Figure 1.

In vitro characterization of MVA-NS1. (A) Homologous and intragenomic homologous (marker gene deletion) recombinations lead to production of MVA-NS1 with TBEV NS1 expression under transcriptional control of VACV late promotor psynII. (B) PCR products specific for the six major deletion sites inside the MVA genome performed on MVA-NS1 (1% agarose TBE gel) (I: 291 bp, II: 354 bp, III: 447 bp, IV: 502 bp, V: 603 bp, VI: 702 bp). Integration of the NS1 gene in deletion site III was confirmed (III: 1596 bp). (C) Immunostaining of wtMVA or MVA-NS1 infected HeLa cells (MOI 1). 24 hpi, cells were fixed with 4% PFA, for intracellular staining permeabilized with TritonX®-100 and immunostained against VACV D8 and TBEV NS1 (20x magnification). (D) Western blot analysis of whole cell lysate from HeLa cells infected with wtMVA or MVA-NS1 for 24 h (MOI 5).

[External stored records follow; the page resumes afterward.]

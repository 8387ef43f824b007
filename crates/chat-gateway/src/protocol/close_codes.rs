//! WebSocket close codes
//!
//! Server close codes decide how the session recovers. Client close codes
//! tell the server whether to keep the session resumable.

use std::fmt;

/// What the client does after the server closes with a given code
#[derive(Debug, Clone, Copy, PartialEq, Eq)]
pub enum CloseAction {
    /// Reconnect and resume the session
    Resume,
    /// Reconnect with a fresh Identify
    Reidentify,
    /// Stop and escalate to the supervisor
    Fatal,
}

/// Gateway close codes sent by the server
#[derive(Debug, Clone, Copy, PartialEq, Eq, Hash)]
#[repr(u16)]
pub enum CloseCode {
    /// Unknown error occurred
    UnknownError = 4000,
    /// Invalid opcode sent
    UnknownOpcode = 4001,
    /// Invalid payload encoding
    DecodeError = 4002,
    /// Sent payload before Identify
    NotAuthenticated = 4003,
    /// Invalid token provided
    AuthenticationFailed = 4004,
    /// Sent Identify twice
    AlreadyAuthenticated = 4005,
    /// Invalid sequence number for Resume
    InvalidSequence = 4007,
    /// Sending payloads too quickly
    RateLimited = 4008,
    /// Session has timed out
    SessionTimedOut = 4009,
    /// Invalid shard configuration
    InvalidShard = 4010,
    /// Sharding is required
    ShardingRequired = 4011,
    /// Invalid/outdated API version
    InvalidApiVersion = 4012,
    /// Intents value is invalid
    InvalidIntents = 4013,
    /// Intents include a privileged intent the application is not approved for
    DisallowedIntents = 4014,
}

impl CloseCode {
    /// Create a `CloseCode` from a raw u16 value
    #[must_use]
    pub fn from_u16(value: u16) -> Option<Self> {
        match value {
            4000 => Some(Self::UnknownError),
            4001 => Some(Self::UnknownOpcode),
            4002 => Some(Self::DecodeError),
            4003 => Some(Self::NotAuthenticated),
            4004 => Some(Self::AuthenticationFailed),
            4005 => Some(Self::AlreadyAuthenticated),
            4007 => Some(Self::InvalidSequence),
            4008 => Some(Self::RateLimited),
            4009 => Some(Self::SessionTimedOut),
            4010 => Some(Self::InvalidShard),
            4011 => Some(Self::ShardingRequired),
            4012 => Some(Self::InvalidApiVersion),
            4013 => Some(Self::InvalidIntents),
            4014 => Some(Self::DisallowedIntents),
            _ => None,
        }
    }

    /// Get the raw u16 value
    #[must_use]
    pub const fn as_u16(self) -> u16 {
        self as u16
    }

    /// Recovery action for this close code
    #[must_use]
    pub const fn action(self) -> CloseAction {
        match self {
            Self::UnknownError
            | Self::UnknownOpcode
            | Self::DecodeError
            | Self::NotAuthenticated
            | Self::AlreadyAuthenticated
            | Self::RateLimited => CloseAction::Resume,
            Self::InvalidSequence | Self::SessionTimedOut => CloseAction::Reidentify,
            Self::AuthenticationFailed
            | Self::InvalidShard
            | Self::ShardingRequired
            | Self::InvalidApiVersion
            | Self::InvalidIntents
            | Self::DisallowedIntents => CloseAction::Fatal,
        }
    }

    /// Classify any raw close code; codes outside the gateway range resume
    #[must_use]
    pub fn classify(code: Option<u16>) -> CloseAction {
        code.and_then(Self::from_u16)
            .map_or(CloseAction::Resume, Self::action)
    }

    /// Get the description for this close code
    #[must_use]
    pub const fn description(self) -> &'static str {
        match self {
            Self::UnknownError => "Unknown error occurred",
            Self::UnknownOpcode => "Invalid opcode sent",
            Self::DecodeError => "Invalid payload encoding",
            Self::NotAuthenticated => "Not authenticated",
            Self::AuthenticationFailed => "Authentication failed",
            Self::AlreadyAuthenticated => "Already authenticated",
            Self::InvalidSequence => "Invalid sequence number",
            Self::RateLimited => "Rate limited",
            Self::SessionTimedOut => "Session timed out",
            Self::InvalidShard => "Invalid shard configuration",
            Self::ShardingRequired => "Sharding required",
            Self::InvalidApiVersion => "Invalid API version",
            Self::InvalidIntents => "Invalid intents",
            Self::DisallowedIntents => "Disallowed intents",
        }
    }
}

impl fmt::Display for CloseCode {
    fn fmt(&self, f: &mut fmt::Formatter<'_>) -> fmt::Result {
        write!(f, "{} ({})", self.description(), self.as_u16())
    }
}

impl From<CloseCode> for u16 {
    fn from(code: CloseCode) -> Self {
        code.as_u16()
    }
}

/// Reasons the client closes its own connection
#[derive(Debug, Clone, Copy, PartialEq, Eq, Hash)]
#[repr(u16)]
pub enum ClientCloseReason {
    /// Orderly shutdown; the server invalidates the session
    Terminate = 1000,
    /// Dropping the socket to reconnect; the session stays resumable
    Reconnecting = 4900,
    /// The server broke the handshake or message order
    ProtocolViolation = 4901,
    /// No heartbeat ACK arrived in time
    HeartbeatTimeout = 4902,
}

impl ClientCloseReason {
    #[must_use]
    pub const fn code(self) -> u16 {
        self as u16
    }

    #[must_use]
    pub const fn description(self) -> &'static str {
        match self {
            Self::Terminate => "Client terminated",
            Self::Reconnecting => "Reconnecting",
            Self::ProtocolViolation => "Protocol violation",
            Self::HeartbeatTimeout => "Heartbeat timed out",
        }
    }

    /// Whether the server keeps the session resumable after this close
    #[must_use]
    pub const fn keeps_session(self) -> bool {
        !matches!(self, Self::Terminate)
    }
}

impl fmt::Display for ClientCloseReason {
    fn fmt(&self, f: &mut fmt::Formatter<'_>) -> fmt::Result {
        write!(f, "{} ({})", self.description(), self.code())
    }
}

Blots were stained against TBEV NS1. For control, antibodies against VACV D8 and GAPDH were included. (E) Growth curves of wtMVA (black) and MVA-NS1 (gray) on primary CEF cells (dotted line) and HeLa cells (solid line) (MOI 0.05). Mann-Whitney test was used for statistical comparison between CEF and HeLa cells (* p<0.05).